Emergency room care support
Compared to white patients, black and Hispanic patients are 60-110% more likely to rely on emergency room care, according to research from the Center for Health Information and Analysis.
“Part of what that tells me is that there’s a gap in access to reliable, consistent health care,” Joseph said. “There’s a lot to think about so that we don’t have the ED — the Emergency Department — as a primary resource for health care, but we really shape a society and our patients to be able to be consistently healthy.”
Joseph noted that support can occur because of a gap in health insurance and that enrollment periods can cause a revolving door of uninsured people.

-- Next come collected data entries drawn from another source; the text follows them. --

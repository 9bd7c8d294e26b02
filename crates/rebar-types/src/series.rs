//! Named, ordered sequence of bars.

use serde::{Deserialize, Serialize};

use crate::Bar;

/// A named series of bars belonging to one instrument.
///
/// The numeric family of the series is its type parameter, so a resampled
/// series always shares the family of its source.
#[derive(Debug, Clone, PartialEq, Serialize, Deserialize)]
pub struct BarSeries<N> {
    name: String,
    bars: Vec<Bar<N>>,
}

impl<N> BarSeries<N> {
    /// Creates a series from already time-ordered bars.
    #[must_use]
    pub fn new(name: impl Into<String>, bars: Vec<Bar<N>>) -> Self {
        Self {
            name: name.into(),
            bars,
        }
    }

    /// Returns the series name.
    #[must_use]
    pub fn name(&self) -> &str {
        &self.name
    }

    /// Returns the bars in time order.
    #[must_use]
    pub fn bars(&self) -> &[Bar<N>] {
        &self.bars
    }

    /// Returns the number of bars.
    #[must_use]
    pub fn len(&self) -> usize {
        self.bars.len()
    }

    /// Returns true if the series holds no bars.
    #[must_use]
    pub fn is_empty(&self) -> bool {
        self.bars.is_empty()
    }

    /// Returns the earliest bar.
    #[must_use]
    pub fn first(&self) -> Option<&Bar<N>> {
        self.bars.first()
    }

    /// Returns the latest bar.
    #[must_use]
    pub fn last(&self) -> Option<&Bar<N>> {
        self.bars.last()
    }

    /// Consumes the series, returning its bars.
    #[must_use]
    pub fn into_bars(self) -> Vec<Bar<N>> {
        self.bars
    }
}
//! CLI command implementations.

mod resample;

pub(crate) use resample::{
    duration_config, heikin_ashi_config, load_config, range_config, renko_config, resample,
    volume_config,
};
//! Named target periods for time-based resampling.

use chrono::TimeDelta;
use serde::{Deserialize, Serialize};
use std::str::FromStr;

/// Target period of a time-based resample.
#[derive(Debug, Clone, Copy, PartialEq, Eq, Hash, Serialize, Deserialize)]
pub enum Timeframe {
    /// 1-minute bars.
    #[serde(rename = "m1")]
    Minute1,
    /// 5-minute bars.
    #[serde(rename = "m5")]
    Minute5,
    /// 15-minute bars.
    #[serde(rename = "m15")]
    Minute15,
    /// 30-minute bars.
    #[serde(rename = "m30")]
    Minute30,
    /// 1-hour bars.
    #[serde(rename = "h1")]
    Hour1,
    /// 4-hour bars.
    #[serde(rename = "h4")]
    Hour4,
    /// Daily bars.
    #[serde(rename = "d1")]
    Day1,
    /// Weekly bars.
    #[serde(rename = "w1")]
    Week1,
}

impl Timeframe {
    /// Returns the length of one period.
    #[must_use]
    pub const fn duration(&self) -> TimeDelta {
        match self {
            Self::Minute1 => TimeDelta::minutes(1),
            Self::Minute5 => TimeDelta::minutes(5),
            Self::Minute15 => TimeDelta::minutes(15),
            Self::Minute30 => TimeDelta::minutes(30),
            Self::Hour1 => TimeDelta::hours(1),
            Self::Hour4 => TimeDelta::hours(4),
            Self::Day1 => TimeDelta::days(1),
            Self::Week1 => TimeDelta::weeks(1),
        }
    }

    /// Returns the timeframe as a string identifier.
    #[must_use]
    pub const fn as_str(&self) -> &'static str {
        match self {
            Self::Minute1 => "m1",
            Self::Minute5 => "m5",
            Self::Minute15 => "m15",
            Self::Minute30 => "m30",
            Self::Hour1 => "h1",
            Self::Hour4 => "h4",
            Self::Day1 => "d1",
            Self::Week1 => "w1",
        }
    }

    /// Returns all available timeframes.
    #[must_use]
    pub const fn all() -> &'static [Self] {
        &[
            Self::Minute1,
            Self::Minute5,
            Self::Minute15,
            Self::Minute30,
            Self::Hour1,
            Self::Hour4,
            Self::Day1,
            Self::Week1,
        ]
    }
}

impl std::fmt::Display for Timeframe {
    fn fmt(&self, f: &mut std::fmt::Formatter<'_>) -> std::fmt::Result {
        write!(f, "{}", self.as_str())
    }
}

impl FromStr for Timeframe {
    type Err = TimeframeParseError;

    fn from_str(s: &str) -> Result<Self, Self::Err> {
        match s.to_lowercase().as_str() {
            "m1" | "1m" | "minute" => Ok(Self::Minute1),
            "m5" | "5m" => Ok(Self::Minute5),
            "m15" | "15m" => Ok(Self::Minute15),
            "m30" | "30m" => Ok(Self::Minute30),
            "h1" | "1h" | "hour" => Ok(Self::Hour1),
            "h4" | "4h" => Ok(Self::Hour4),
            "d1" | "1d" | "day" | "daily" => Ok(Self::Day1),
            "w1" | "1w" | "week" | "weekly" => Ok(Self::Week1),
            _ => Err(TimeframeParseError(s.to_string())),
        }
    }
}

/// Error returned when parsing an invalid timeframe string.
#[derive(Debug, Clone, PartialEq, Eq)]
pub struct TimeframeParseError(String);

impl std::fmt::Display for TimeframeParseError {
    fn fmt(&self, f: &mut std::fmt::Formatter<'_>) -> std::fmt::Result {
        write!(
            f,
            "invalid timeframe '{}', expected one of: m1, m5, m15, m30, h1, h4, d1, w1",
            self.0
        )
    }
}

impl std::error::Error for TimeframeParseError {}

“It will be really essential and important to make sure that we increase access to primary health care and also make sure that insurance is sustainable,” Assoumou said. “But we also need to make sure that health care professionals look like the population that we serve, so that there’s a relationship there, so that when patients have questions, they can talk to them.”
Maternal mortality and morbidity
Doctors said they are frustrated they keep hearing it CDC statistics that black women are three times more likely to die from a pregnancy-related complication than white women.
“The statistic is much more than a statistic to me. It’s the actualization of someone’s worst fear that they won’t live to see the child born,” Butler said. “And so this is very, very near and dear to my heart.”
The factors driving the disparate death rates are complex, experts said, but they pointed to poverty, food insecurity, education levels and access to prenatal care as major contributors, as well as systemic racism within the health care system.
“It’s rooted in systemic racism, but it’s the environment where people are born, where they live, where they worship, where they work, where they go to school — that really has a long history,” Assoumou said. “I’m actually tired of hearing statistics and people repeating studies that show there are gaps. I really want to see solutions.”
“So much of the system that has taken care of black women and black women giving birth has been rooted in racism and discrimination,” Butler said. “And that bias — that disrespect that’s built into our system — affects how we listen to black women. It affects how we recognize the need for care.”
Both Assoumou and Butler pointed to programs at their respective hospitals, including Boston Medical Center The Health Equity Accelerator as well as Brigham and Women’s Education courses for parents and childbirth.
In addition to educational initiatives and programs, Joseph stressed the need for workforce diversity, “so that providers — not just doctors, but doulas, midwives, nurses, etc. — really understand where patients are, people of color that are born, what their stories are and the stories are. That’s incredibly, incredibly important. That level of education is really, really paramount.”
Thea James, MD, Associate Chief Medical Officer of Boston Medical Center, joins us to discuss what it means now that Boston Mayor Marty Walsh says race is a public health crisis.